> [ACTIVITY]:
Transcribe all of the records exactly, leaving every line as it is.
DATA SHOWN section start
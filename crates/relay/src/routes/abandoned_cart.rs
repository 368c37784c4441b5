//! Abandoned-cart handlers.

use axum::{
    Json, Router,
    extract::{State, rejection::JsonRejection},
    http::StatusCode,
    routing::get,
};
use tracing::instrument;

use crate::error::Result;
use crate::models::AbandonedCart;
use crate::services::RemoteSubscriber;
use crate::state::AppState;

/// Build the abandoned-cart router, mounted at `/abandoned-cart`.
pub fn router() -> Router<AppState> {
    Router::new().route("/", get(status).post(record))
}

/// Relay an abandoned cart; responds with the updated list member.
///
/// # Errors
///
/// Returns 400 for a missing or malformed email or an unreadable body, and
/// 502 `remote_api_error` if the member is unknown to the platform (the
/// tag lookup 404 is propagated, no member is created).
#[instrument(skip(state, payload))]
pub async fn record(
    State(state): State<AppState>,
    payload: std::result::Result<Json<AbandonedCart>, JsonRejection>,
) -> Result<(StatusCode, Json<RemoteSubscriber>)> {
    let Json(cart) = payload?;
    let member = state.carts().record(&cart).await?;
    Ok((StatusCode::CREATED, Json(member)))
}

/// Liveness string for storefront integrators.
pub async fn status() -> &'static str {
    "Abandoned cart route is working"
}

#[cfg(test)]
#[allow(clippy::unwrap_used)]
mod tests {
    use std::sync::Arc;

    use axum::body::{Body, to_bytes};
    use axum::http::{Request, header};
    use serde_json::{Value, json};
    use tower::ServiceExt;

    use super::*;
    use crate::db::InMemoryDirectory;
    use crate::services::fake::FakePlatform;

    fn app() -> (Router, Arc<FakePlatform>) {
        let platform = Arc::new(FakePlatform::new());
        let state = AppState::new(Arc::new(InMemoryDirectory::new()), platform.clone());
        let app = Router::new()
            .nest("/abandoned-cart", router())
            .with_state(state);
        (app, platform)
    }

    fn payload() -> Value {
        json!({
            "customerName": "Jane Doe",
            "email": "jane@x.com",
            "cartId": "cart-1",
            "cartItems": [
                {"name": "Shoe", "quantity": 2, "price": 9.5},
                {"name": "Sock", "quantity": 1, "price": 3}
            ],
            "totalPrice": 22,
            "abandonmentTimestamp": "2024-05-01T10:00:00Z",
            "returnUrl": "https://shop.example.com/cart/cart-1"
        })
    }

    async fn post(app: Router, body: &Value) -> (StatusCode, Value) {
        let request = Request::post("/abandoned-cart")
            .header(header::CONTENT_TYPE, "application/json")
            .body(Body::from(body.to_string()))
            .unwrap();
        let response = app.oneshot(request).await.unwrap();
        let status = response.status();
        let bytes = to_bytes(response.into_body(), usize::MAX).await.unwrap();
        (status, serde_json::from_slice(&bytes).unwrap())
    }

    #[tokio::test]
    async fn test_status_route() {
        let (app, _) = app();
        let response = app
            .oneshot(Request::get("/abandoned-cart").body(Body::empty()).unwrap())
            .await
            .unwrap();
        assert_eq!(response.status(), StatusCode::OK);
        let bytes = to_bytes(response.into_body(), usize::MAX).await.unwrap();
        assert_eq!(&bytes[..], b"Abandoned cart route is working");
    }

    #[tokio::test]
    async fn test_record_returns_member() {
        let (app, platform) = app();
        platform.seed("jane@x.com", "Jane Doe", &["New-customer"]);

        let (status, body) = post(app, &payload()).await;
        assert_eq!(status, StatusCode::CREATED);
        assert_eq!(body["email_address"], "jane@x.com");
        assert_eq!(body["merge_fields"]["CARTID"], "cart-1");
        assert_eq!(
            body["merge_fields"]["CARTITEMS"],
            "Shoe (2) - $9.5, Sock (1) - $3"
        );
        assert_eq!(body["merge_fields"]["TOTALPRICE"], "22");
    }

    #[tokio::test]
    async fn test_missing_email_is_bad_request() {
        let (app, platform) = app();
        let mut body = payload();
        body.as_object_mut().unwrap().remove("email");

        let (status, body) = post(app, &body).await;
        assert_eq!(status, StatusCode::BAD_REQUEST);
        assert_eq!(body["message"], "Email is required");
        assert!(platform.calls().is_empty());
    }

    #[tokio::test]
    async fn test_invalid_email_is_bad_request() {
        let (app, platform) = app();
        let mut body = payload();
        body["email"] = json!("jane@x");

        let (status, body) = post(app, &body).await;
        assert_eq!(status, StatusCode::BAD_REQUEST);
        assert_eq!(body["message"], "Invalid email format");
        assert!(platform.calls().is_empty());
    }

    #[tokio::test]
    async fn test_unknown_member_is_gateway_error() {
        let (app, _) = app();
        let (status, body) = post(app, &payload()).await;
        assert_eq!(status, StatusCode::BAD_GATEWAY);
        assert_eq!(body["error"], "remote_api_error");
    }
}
DATA SHOWN section end
> [EXPECTED ANSWER]:
filename crates/relay/src/routes/abandoned_cart.rs
repository 368c37784c4441b5
//! Abandoned-cart handlers.

use axum::{
    Json, Router,
    extract::{State, rejection::JsonRejection},
    http::StatusCode,
    routing::get,
};
use tracing::instrument;

use crate::error::Result;
use crate::models::AbandonedCart;
use crate::services::RemoteSubscriber;
use crate::state::AppState;

/// Build the abandoned-cart router, mounted at `/abandoned-cart`.
pub fn router() -> Router<AppState> {
    Router::new().route("/", get(status).post(record))
}

/// Relay an abandoned cart; responds with the updated list member.
///
/// # Errors
///
/// Returns 400 for a missing or malformed email or an unreadable body, and
/// 502 `remote_api_error` if the member is unknown to the platform (the
/// tag lookup 404 is propagated, no member is created).
#[instrument(skip(state, payload))]
pub async fn record(
    State(state): State<AppState>,
    payload: std::result::Result<Json<AbandonedCart>, JsonRejection>,
) -> Result<(StatusCode, Json<RemoteSubscriber>)> {
    let Json(cart) = payload?;
    let member = state.carts().record(&cart).await?;
    Ok((StatusCode::CREATED, Json(member)))
}

/// Liveness string for storefront integrators.
pub async fn status() -> &'static str {
    "Abandoned cart route is working"
}

#[cfg(test)]
#[allow(clippy::unwrap_used)]
mod tests {
    use std::sync::Arc;

    use axum::body::{Body, to_bytes};
    use axum::http::{Request, header};
    use serde_json::{Value, json};
    use tower::ServiceExt;

    use super::*;
    use crate::db::InMemoryDirectory;
    use crate::services::fake::FakePlatform;

    fn app() -> (Router, Arc<FakePlatform>) {
        let platform = Arc::new(FakePlatform::new());
        let state = AppState::new(Arc::new(InMemoryDirectory::new()), platform.clone());
        let app = Router::new()
            .nest("/abandoned-cart", router())
            .with_state(state);
        (app, platform)
    }

    fn payload() -> Value {
        json!({
            "customerName": "Jane Doe",
            "email": "jane@x.com",
            "cartId": "cart-1",
            "cartItems": [
                {"name": "Shoe", "quantity": 2, "price": 9.5},
                {"name": "Sock", "quantity": 1, "price": 3}
            ],
            "totalPrice": 22,
            "abandonmentTimestamp": "2024-05-01T10:00:00Z",
            "returnUrl": "https://shop.example.com/cart/cart-1"
        })
    }

    async fn post(app: Router, body: &Value) -> (StatusCode, Value) {
        let request = Request::post("/abandoned-cart")
            .header(header::CONTENT_TYPE, "application/json")
            .body(Body::from(body.to_string()))
            .unwrap();
        let response = app.oneshot(request).await.unwrap();
        let status = response.status();
        let bytes = to_bytes(response.into_body(), usize::MAX).await.unwrap();
        (status, serde_json::from_slice(&bytes).unwrap())
    }

    #[tokio::test]
    async fn test_status_route() {
        let (app, _) = app();
        let response = app
            .oneshot(Request::get("/abandoned-cart").body(Body::empty()).unwrap())
            .await
            .unwrap();
        assert_eq!(response.status(), StatusCode::OK);
        let bytes = to_bytes(response.into_body(), usize::MAX).await.unwrap();
        assert_eq!(&bytes[..], b"Abandoned cart route is working");
    }

    #[tokio::test]
    async fn test_record_returns_member() {
        let (app, platform) = app();
        platform.seed("jane@x.com", "Jane Doe", &["New-customer"]);

        let (status, body) = post(app, &payload()).await;
        assert_eq!(status, StatusCode::CREATED);
        assert_eq!(body["email_address"], "jane@x.com");
        assert_eq!(body["merge_fields"]["CARTID"], "cart-1");
        assert_eq!(
            body["merge_fields"]["CARTITEMS"],
            "Shoe (2) - $9.5, Sock (1) - $3"
        );
        assert_eq!(body["merge_fields"]["TOTALPRICE"], "22");
    }

    #[tokio::test]
    async fn test_missing_email_is_bad_request() {
        let (app, platform) = app();
        let mut body = payload();
        body.as_object_mut().unwrap().remove("email");

        let (status, body) = post(app, &body).await;
        assert_eq!(status, StatusCode::BAD_REQUEST);
        assert_eq!(body["message"], "Email is required");
        assert!(platform.calls().is_empty());
    }

    #[tokio::test]
    async fn test_invalid_email_is_bad_request() {
        let (app, platform) = app();
        let mut body = payload();
        body["email"] = json!("jane@x");

        let (status, body) = post(app, &body).await;
        assert_eq!(status, StatusCode::BAD_REQUEST);
        assert_eq!(body["message"], "Invalid email format");
        assert!(platform.calls().is_empty());
    }

    #[tokio::test]
    async fn test_unknown_member_is_gateway_error() {
        let (app, _) = app();
        let (status, body) = post(app, &payload()).await;
        assert_eq!(status, StatusCode::BAD_GATEWAY);
        assert_eq!(body["error"], "remote_api_error");
    }
}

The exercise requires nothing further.